Print out the records that follow, exactly and completely.
..............................
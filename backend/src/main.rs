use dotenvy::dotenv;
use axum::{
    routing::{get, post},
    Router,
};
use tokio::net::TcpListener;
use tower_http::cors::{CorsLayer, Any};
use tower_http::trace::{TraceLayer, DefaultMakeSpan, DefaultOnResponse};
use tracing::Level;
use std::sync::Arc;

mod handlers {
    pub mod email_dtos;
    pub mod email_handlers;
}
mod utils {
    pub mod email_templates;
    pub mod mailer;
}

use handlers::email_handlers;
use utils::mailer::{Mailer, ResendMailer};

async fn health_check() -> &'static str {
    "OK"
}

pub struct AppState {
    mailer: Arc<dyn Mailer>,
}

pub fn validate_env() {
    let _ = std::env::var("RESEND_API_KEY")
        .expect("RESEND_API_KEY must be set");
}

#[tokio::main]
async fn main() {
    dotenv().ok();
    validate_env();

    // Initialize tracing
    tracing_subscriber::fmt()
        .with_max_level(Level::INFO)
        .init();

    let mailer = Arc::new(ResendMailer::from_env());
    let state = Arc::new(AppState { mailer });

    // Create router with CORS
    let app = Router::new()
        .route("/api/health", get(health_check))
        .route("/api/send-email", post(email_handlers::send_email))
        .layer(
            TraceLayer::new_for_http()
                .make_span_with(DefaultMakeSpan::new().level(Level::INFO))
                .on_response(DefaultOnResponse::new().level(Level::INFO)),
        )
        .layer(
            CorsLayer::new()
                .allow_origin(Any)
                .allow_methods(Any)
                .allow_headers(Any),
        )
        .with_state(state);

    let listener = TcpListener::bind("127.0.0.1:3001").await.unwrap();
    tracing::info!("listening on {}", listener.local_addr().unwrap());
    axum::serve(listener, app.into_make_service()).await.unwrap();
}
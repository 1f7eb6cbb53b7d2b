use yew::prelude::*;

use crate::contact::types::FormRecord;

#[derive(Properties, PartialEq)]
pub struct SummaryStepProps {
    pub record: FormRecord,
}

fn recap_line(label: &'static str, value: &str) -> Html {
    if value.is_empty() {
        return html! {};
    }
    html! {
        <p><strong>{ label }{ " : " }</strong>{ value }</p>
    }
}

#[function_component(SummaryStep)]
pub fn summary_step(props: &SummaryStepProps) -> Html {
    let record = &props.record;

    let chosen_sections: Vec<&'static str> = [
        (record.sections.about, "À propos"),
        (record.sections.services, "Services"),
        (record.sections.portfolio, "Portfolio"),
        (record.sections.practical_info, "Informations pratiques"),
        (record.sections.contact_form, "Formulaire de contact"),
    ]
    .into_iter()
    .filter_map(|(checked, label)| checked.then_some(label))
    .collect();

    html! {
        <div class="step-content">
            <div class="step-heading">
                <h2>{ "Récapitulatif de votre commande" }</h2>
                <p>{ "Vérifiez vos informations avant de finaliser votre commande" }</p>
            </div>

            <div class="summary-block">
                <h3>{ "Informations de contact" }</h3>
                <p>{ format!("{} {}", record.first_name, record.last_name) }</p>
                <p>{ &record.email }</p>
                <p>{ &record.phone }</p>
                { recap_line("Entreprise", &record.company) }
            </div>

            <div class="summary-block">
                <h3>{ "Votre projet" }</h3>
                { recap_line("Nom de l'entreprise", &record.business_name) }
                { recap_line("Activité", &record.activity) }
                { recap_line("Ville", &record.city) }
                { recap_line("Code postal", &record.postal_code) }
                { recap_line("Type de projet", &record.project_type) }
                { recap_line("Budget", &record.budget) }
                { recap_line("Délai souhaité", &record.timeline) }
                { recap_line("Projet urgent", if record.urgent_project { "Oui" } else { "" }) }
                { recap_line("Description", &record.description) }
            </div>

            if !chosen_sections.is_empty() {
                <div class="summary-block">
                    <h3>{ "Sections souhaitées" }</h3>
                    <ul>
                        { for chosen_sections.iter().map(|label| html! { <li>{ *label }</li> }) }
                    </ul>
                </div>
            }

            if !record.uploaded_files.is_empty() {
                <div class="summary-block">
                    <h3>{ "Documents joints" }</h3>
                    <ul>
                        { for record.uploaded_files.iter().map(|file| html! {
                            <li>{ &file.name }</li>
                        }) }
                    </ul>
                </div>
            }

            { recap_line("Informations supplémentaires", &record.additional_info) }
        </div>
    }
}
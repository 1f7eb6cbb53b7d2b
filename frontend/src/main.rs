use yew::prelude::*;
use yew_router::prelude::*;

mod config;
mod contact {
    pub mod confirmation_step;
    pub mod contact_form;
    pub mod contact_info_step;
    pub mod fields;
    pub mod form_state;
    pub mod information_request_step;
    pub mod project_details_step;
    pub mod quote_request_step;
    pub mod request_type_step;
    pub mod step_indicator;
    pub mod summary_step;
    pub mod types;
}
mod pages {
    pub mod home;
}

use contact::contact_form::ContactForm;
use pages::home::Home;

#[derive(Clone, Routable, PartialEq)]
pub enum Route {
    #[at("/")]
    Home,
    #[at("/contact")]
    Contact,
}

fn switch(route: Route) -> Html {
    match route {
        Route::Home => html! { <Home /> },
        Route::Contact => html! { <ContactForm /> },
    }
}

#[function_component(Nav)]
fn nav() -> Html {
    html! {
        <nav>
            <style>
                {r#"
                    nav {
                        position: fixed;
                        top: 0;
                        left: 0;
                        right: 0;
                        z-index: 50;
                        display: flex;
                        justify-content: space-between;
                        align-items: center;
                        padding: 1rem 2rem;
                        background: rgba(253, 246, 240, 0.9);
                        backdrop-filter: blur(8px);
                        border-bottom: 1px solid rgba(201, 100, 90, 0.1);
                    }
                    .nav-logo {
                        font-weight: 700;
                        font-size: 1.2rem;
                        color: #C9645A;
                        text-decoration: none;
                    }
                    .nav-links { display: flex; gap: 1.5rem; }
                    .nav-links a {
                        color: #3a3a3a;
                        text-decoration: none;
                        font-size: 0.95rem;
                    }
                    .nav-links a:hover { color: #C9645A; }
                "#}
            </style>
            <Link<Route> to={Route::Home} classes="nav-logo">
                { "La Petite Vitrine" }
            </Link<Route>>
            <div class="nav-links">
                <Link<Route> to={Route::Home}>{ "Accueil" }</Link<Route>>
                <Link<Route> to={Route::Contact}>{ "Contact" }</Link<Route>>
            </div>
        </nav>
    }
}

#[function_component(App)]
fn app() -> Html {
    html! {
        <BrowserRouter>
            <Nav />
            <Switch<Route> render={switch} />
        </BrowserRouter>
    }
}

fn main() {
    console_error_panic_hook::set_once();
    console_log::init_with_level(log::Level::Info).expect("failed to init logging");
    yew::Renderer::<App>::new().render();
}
..............................
■ Exercise result ■
filename backend/src/main.rs
use dotenvy::dotenv;
use axum::{
    routing::{get, post},
    Router,
};
use tokio::net::TcpListener;
use tower_http::cors::{CorsLayer, Any};
use tower_http::trace::{TraceLayer, DefaultMakeSpan, DefaultOnResponse};
use tracing::Level;
use std::sync::Arc;

mod handlers {
    pub mod email_dtos;
    pub mod email_handlers;
}
mod utils {
    pub mod email_templates;
    pub mod mailer;
}

use handlers::email_handlers;
use utils::mailer::{Mailer, ResendMailer};

async fn health_check() -> &'static str {
    "OK"
}

pub struct AppState {
    mailer: Arc<dyn Mailer>,
}

pub fn validate_env() {
    let _ = std::env::var("RESEND_API_KEY")
        .expect("RESEND_API_KEY must be set");
}

#[tokio::main]
async fn main() {
    dotenv().ok();
    validate_env();

    // Initialize tracing
    tracing_subscriber::fmt()
        .with_max_level(Level::INFO)
        .init();

    let mailer = Arc::new(ResendMailer::from_env());
    let state = Arc::new(AppState { mailer });

    // Create router with CORS
    let app = Router::new()
        .route("/api/health", get(health_check))
        .route("/api/send-email", post(email_handlers::send_email))
        .layer(
            TraceLayer::new_for_http()
                .make_span_with(DefaultMakeSpan::new().level(Level::INFO))
                .on_response(DefaultOnResponse::new().level(Level::INFO)),
        )
        .layer(
            CorsLayer::new()
                .allow_origin(Any)
                .allow_methods(Any)
                .allow_headers(Any),
        )
        .with_state(state);

    let listener = TcpListener::bind("127.0.0.1:3001").await.unwrap();
    tracing::info!("listening on {}", listener.local_addr().unwrap());
    axum::serve(listener, app.into_make_service()).await.unwrap();
}
repository 1f7eb6cbb53b7d2b
use yew::prelude::*;

use crate::contact::types::FormRecord;

#[derive(Properties, PartialEq)]
pub struct SummaryStepProps {
    pub record: FormRecord,
}

fn recap_line(label: &'static str, value: &str) -> Html {
    if value.is_empty() {
        return html! {};
    }
    html! {
        <p><strong>{ label }{ " : " }</strong>{ value }</p>
    }
}

#[function_component(SummaryStep)]
pub fn summary_step(props: &SummaryStepProps) -> Html {
    let record = &props.record;

    let chosen_sections: Vec<&'static str> = [
        (record.sections.about, "À propos"),
        (record.sections.services, "Services"),
        (record.sections.portfolio, "Portfolio"),
        (record.sections.practical_info, "Informations pratiques"),
        (record.sections.contact_form, "Formulaire de contact"),
    ]
    .into_iter()
    .filter_map(|(checked, label)| checked.then_some(label))
    .collect();

    html! {
        <div class="step-content">
            <div class="step-heading">
                <h2>{ "Récapitulatif de votre commande" }</h2>
                <p>{ "Vérifiez vos informations avant de finaliser votre commande" }</p>
            </div>

            <div class="summary-block">
                <h3>{ "Informations de contact" }</h3>
                <p>{ format!("{} {}", record.first_name, record.last_name) }</p>
                <p>{ &record.email }</p>
                <p>{ &record.phone }</p>
                { recap_line("Entreprise", &record.company) }
            </div>

            <div class="summary-block">
                <h3>{ "Votre projet" }</h3>
                { recap_line("Nom de l'entreprise", &record.business_name) }
                { recap_line("Activité", &record.activity) }
                { recap_line("Ville", &record.city) }
                { recap_line("Code postal", &record.postal_code) }
                { recap_line("Type de projet", &record.project_type) }
                { recap_line("Budget", &record.budget) }
                { recap_line("Délai souhaité", &record.timeline) }
                { recap_line("Projet urgent", if record.urgent_project { "Oui" } else { "" }) }
                { recap_line("Description", &record.description) }
            </div>

            if !chosen_sections.is_empty() {
                <div class="summary-block">
                    <h3>{ "Sections souhaitées" }</h3>
                    <ul>
                        { for chosen_sections.iter().map(|label| html! { <li>{ *label }</li> }) }
                    </ul>
                </div>
            }

            if !record.uploaded_files.is_empty() {
                <div class="summary-block">
                    <h3>{ "Documents joints" }</h3>
                    <ul>
                        { for record.uploaded_files.iter().map(|file| html! {
                            <li>{ &file.name }</li>
                        }) }
                    </ul>
                </div>
            }

            { recap_line("Informations supplémentaires", &record.additional_info) }
        </div>
    }
}
repository 1f7eb6cbb53b7d2b
filename frontend/src/main.rs
use yew::prelude::*;
use yew_router::prelude::*;

mod config;
mod contact {
    pub mod confirmation_step;
    pub mod contact_form;
    pub mod contact_info_step;
    pub mod fields;
    pub mod form_state;
    pub mod information_request_step;
    pub mod project_details_step;
    pub mod quote_request_step;
    pub mod request_type_step;
    pub mod step_indicator;
    pub mod summary_step;
    pub mod types;
}
mod pages {
    pub mod home;
}

use contact::contact_form::ContactForm;
use pages::home::Home;

#[derive(Clone, Routable, PartialEq)]
pub enum Route {
    #[at("/")]
    Home,
    #[at("/contact")]
    Contact,
}

fn switch(route: Route) -> Html {
    match route {
        Route::Home => html! { <Home /> },
        Route::Contact => html! { <ContactForm /> },
    }
}

#[function_component(Nav)]
fn nav() -> Html {
    html! {
        <nav>
            <style>
                {r#"
                    nav {
                        position: fixed;
                        top: 0;
                        left: 0;
                        right: 0;
                        z-index: 50;
                        display: flex;
                        justify-content: space-between;
                        align-items: center;
                        padding: 1rem 2rem;
                        background: rgba(253, 246, 240, 0.9);
                        backdrop-filter: blur(8px);
                        border-bottom: 1px solid rgba(201, 100, 90, 0.1);
                    }
                    .nav-logo {
                        font-weight: 700;
                        font-size: 1.2rem;
                        color: #C9645A;
                        text-decoration: none;
                    }
                    .nav-links { display: flex; gap: 1.5rem; }
                    .nav-links a {
                        color: #3a3a3a;
                        text-decoration: none;
                        font-size: 0.95rem;
                    }
                    .nav-links a:hover { color: #C9645A; }
                "#}
            </style>
            <Link<Route> to={Route::Home} classes="nav-logo">
                { "La Petite Vitrine" }
            </Link<Route>>
            <div class="nav-links">
                <Link<Route> to={Route::Home}>{ "Accueil" }</Link<Route>>
                <Link<Route> to={Route::Contact}>{ "Contact" }</Link<Route>>
            </div>
        </nav>
    }
}

#[function_component(App)]
fn app() -> Html {
    html! {
        <BrowserRouter>
            <Nav />
            <Switch<Route> render={switch} />
        </BrowserRouter>
    }
}

fn main() {
    console_error_panic_hook::set_once();
    console_log::init_with_level(log::Level::Info).expect("failed to init logging");
    yew::Renderer::<App>::new().render();
}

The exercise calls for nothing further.